Гипотеза эта подтверждается и лингвистическими материалами: первый компонент имени Рогволода, как и его дочери Рогнеды, тождествен с др.-северн. ragnar «боги», что стыкуется с лит. Regeti, лат. redzet «видеть, созерцать», отсюда лет. Ragana, бел. (диал.) рагана — «колдунья, волшебница». В основе рассматриваемых наименований лежит сема «вещий дар, дар предвидения» — ragn-, и означает этот термин того, кто владеет таким даром.
Существование топонимов, связанных с именем Рогнеды, и мест, где она якобы похоронена («гора Рогвальда и Рогнеды», или иначе «Рогнедин курган» на полуострове Перевоз на озере Дрисса, «Рогнедины курганы» в Вилейском районе и в окрестностях города Краслава (Латгалия), озеро Рагнедь на север от Заславья, «могила Рогнеды» или «замочек Рогнеды» в самом Заславье, могилка Рогнедина на Брянщине), тоже обусловлено определенными религиозными верованиями. Заметим, что в народном предоставлении о «горе Рогвальда и Рогнеды» факт реальной истории (убийство полоцкого князя Рогволода) сопрягается с сюжетом «основного» мифа: якобы князь был убит на этой горе ударом каменного молота.
Весьма любопытно то, что некоторые курганы носят имя литовского князя и короля Миндовга, которого небезосновательно связывают с языческим культом («могила Миндовга, или Войшелка» до 1955 года, когда ее снесли, существовала в пинском пригороде Лещ, в конце Фанерной улицы (см.: Кухаренко Ю. Пинские курганы // Славяне и Русь, с. 87–90).

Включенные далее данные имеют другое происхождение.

/// Define a configuration section with embedded defaults
///
/// One declaration yields:
/// - the struct with public fields
/// - a `Default` impl built from the listed values
/// - serde support with `#[serde(default)]`, so partial TOML files fill the
///   gaps from the defaults
/// - `FIELDS`, the accepted TOML keys, used to warn about typos
///
/// # Example
/// ```
/// tradescan::config_struct! {
///     pub struct ReportConfig {
///         decimal_separator: String = ",".to_string(),
///     }
/// }
/// assert_eq!(ReportConfig::FIELDS, &["decimal_separator"]);
/// ```
#[macro_export]
macro_rules! config_struct {
    (
        $(#[$meta:meta])*
        $vis:vis struct $name:ident {
            $(
                $(#[$field_meta:meta])*
                $field_name:ident: $field_type:ty = $default_value:expr
            ),*
            $(,)?
        }
    ) => {
        $(#[$meta])*
        #[derive(Debug, Clone, serde::Serialize, serde::Deserialize)]
        #[serde(default)]
        $vis struct $name {
            $(
                $(#[$field_meta])*
                pub $field_name: $field_type,
            )*
        }

        impl $name {
            /// Keys accepted in this TOML section
            pub const FIELDS: &'static [&'static str] = &[$(stringify!($field_name)),*];
        }

        impl Default for $name {
            fn default() -> Self {
                Self {
                    $(
                        $field_name: $default_value,
                    )*
                }
            }
        }
    };
}
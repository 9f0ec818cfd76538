/// DexScreener pair lookup
///
/// API Documentation: https://docs.dexscreener.com/api/reference
///
/// Endpoint used:
/// - /latest/dex/search/?q={query} - Search pairs; the first hit is the pair
pub mod types;

pub use self::types::{DexScreenerPairRaw, PairMetadata, SearchResponse, Timeframes, TokenMeta, TxnCounts};

use reqwest::StatusCode;
use std::time::Instant;

use crate::apis::client::HttpClient;
use crate::config::DexScreenerConfig;
use crate::errors::{ScanError, ScanResult, Stage};
use crate::logger::{self, LogTag};

const PROVIDER_NAME: &str = "DexScreener";

// ============================================================================
// CLIENT IMPLEMENTATION
// ============================================================================

pub struct DexScreenerClient {
    http: HttpClient,
    base_url: String,
}

impl DexScreenerClient {
    pub fn new(config: &DexScreenerConfig) -> ScanResult<Self> {
        if config.timeout_secs == 0 {
            return Err(ScanError::Config(
                "dexscreener.timeout_secs must be greater than zero".to_string(),
            ));
        }

        Ok(Self {
            http: HttpClient::from_secs(config.timeout_secs, Stage::PairLookup)?,
            base_url: config.base_url.trim_end_matches('/').to_string(),
        })
    }

    fn search_url(&self) -> String {
        format!("{}/latest/dex/search/", self.base_url)
    }

    /// Look up the pair for a contract address (first search hit)
    pub async fn search_pair(&self, query: &str) -> ScanResult<PairMetadata> {
        let query = query.trim();
        if query.is_empty() {
            return Err(ScanError::Config("Query cannot be empty".to_string()));
        }

        let url = self.search_url();
        logger::debug(
            LogTag::Api,
            &format!("[DEXSCREENER] Searching pairs: query={}", query),
        );

        let start = Instant::now();
        let response = self
            .http
            .client()
            .get(&url)
            .query(&[("q", query)])
            .send()
            .await
            .map_err(|e| ScanError::from_reqwest(Stage::PairLookup, e))?;
        let status = response.status();
        let body = response
            .text()
            .await
            .map_err(|e| ScanError::from_reqwest(Stage::PairLookup, e))?;

        logger::verbose(
            LogTag::Api,
            &format!(
                "[DEXSCREENER] HTTP {} in {}ms: {}",
                status,
                start.elapsed().as_millis(),
                body
            ),
        );

        parse_search_response(status, &body)
    }
}

/// Map a search response to the first pair
fn parse_search_response(status: StatusCode, body: &str) -> ScanResult<PairMetadata> {
    if status == StatusCode::NOT_FOUND {
        return Err(ScanError::not_found(
            Stage::PairLookup,
            "token not found (404). Please check the contract address",
        ));
    }

    if status != StatusCode::OK {
        return Err(ScanError::provider(
            Stage::PairLookup,
            PROVIDER_NAME,
            Some(status.as_u16()),
            body,
        ));
    }

    let data: SearchResponse = serde_json::from_str(body).map_err(|e| {
        ScanError::decode(
            Stage::Decode,
            format!("Failed to parse response: {}", e),
        )
    })?;

    data.pairs
        .unwrap_or_default()
        .first()
        .map(DexScreenerPairRaw::to_metadata)
        .ok_or_else(|| {
            ScanError::not_found(
                Stage::PairLookup,
                "no pairs found for the given contract address",
            )
        })
}
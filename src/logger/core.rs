/// Core logging logic with filtering
///
/// Filtering rules:
/// 1. Errors are always shown
/// 2. Anything above the minimum level threshold is dropped
/// 3. Debug level additionally requires `--debug-<tag>` for that tag
use super::config::{get_logger_config, is_debug_enabled_for_tag};
use super::levels::LogLevel;
use super::tags::LogTag;

pub fn should_log(tag: &LogTag, level: LogLevel) -> bool {
    if level == LogLevel::Error {
        return true;
    }

    let config = get_logger_config();
    if level > config.min_level {
        return false;
    }

    if level == LogLevel::Debug && config.min_level < LogLevel::Verbose {
        return is_debug_enabled_for_tag(tag);
    }

    true
}

pub fn log_internal(tag: LogTag, level: LogLevel, message: &str) {
    if !should_log(&tag, level) {
        return;
    }

    super::format::format_and_log(tag, level, message);
}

Особый интерес вызывает фигура знаменитого и без преувеличения самого выдающегося кривского князя — Всеслава Чародея. Уже условия рождения — «от волхвования» — должны были требовать необычности дальнейшего жизненного пути этого властителя. В. Лобач, рассматривая имеющиеся сообщения о Всеславе, убедительно доказывает принадлежность князя к сословию священников. От момента волшебного рождения князю было дано «язвено» (отличительный знак), которым, видимо, была заметная у него от рождения «волчья шерсть», что считалось знаком магической способности превращаться в волка по собственному желанию; этот признак может осмысливаться и как свидетельство кривизны (избранности, сакральности) — обязательной черты всех волшебников.